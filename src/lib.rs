//! ReviewIQ - Customer Review Analysis
//!
//! Sends batches of customer reviews to a hosted generative model, validates
//! the structured analysis it returns, and keeps a local history of reports.

pub mod analysis;
pub mod app;
pub mod cli;
pub mod config;
pub mod error;
pub mod filter;
pub mod history;
pub mod render;
pub mod reviews;
pub mod storage;

pub use error::{AnalysisFailure, Result, ReviewIqError};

########################################

Nothing before the line containing "pub mod filter;" should be repeated; repeat that line and all later lines through the end of the data above, exactly.

pub mod filter;
pub mod history;
pub mod render;
pub mod reviews;
pub mod storage;

pub use error::{AnalysisFailure, Result, ReviewIqError};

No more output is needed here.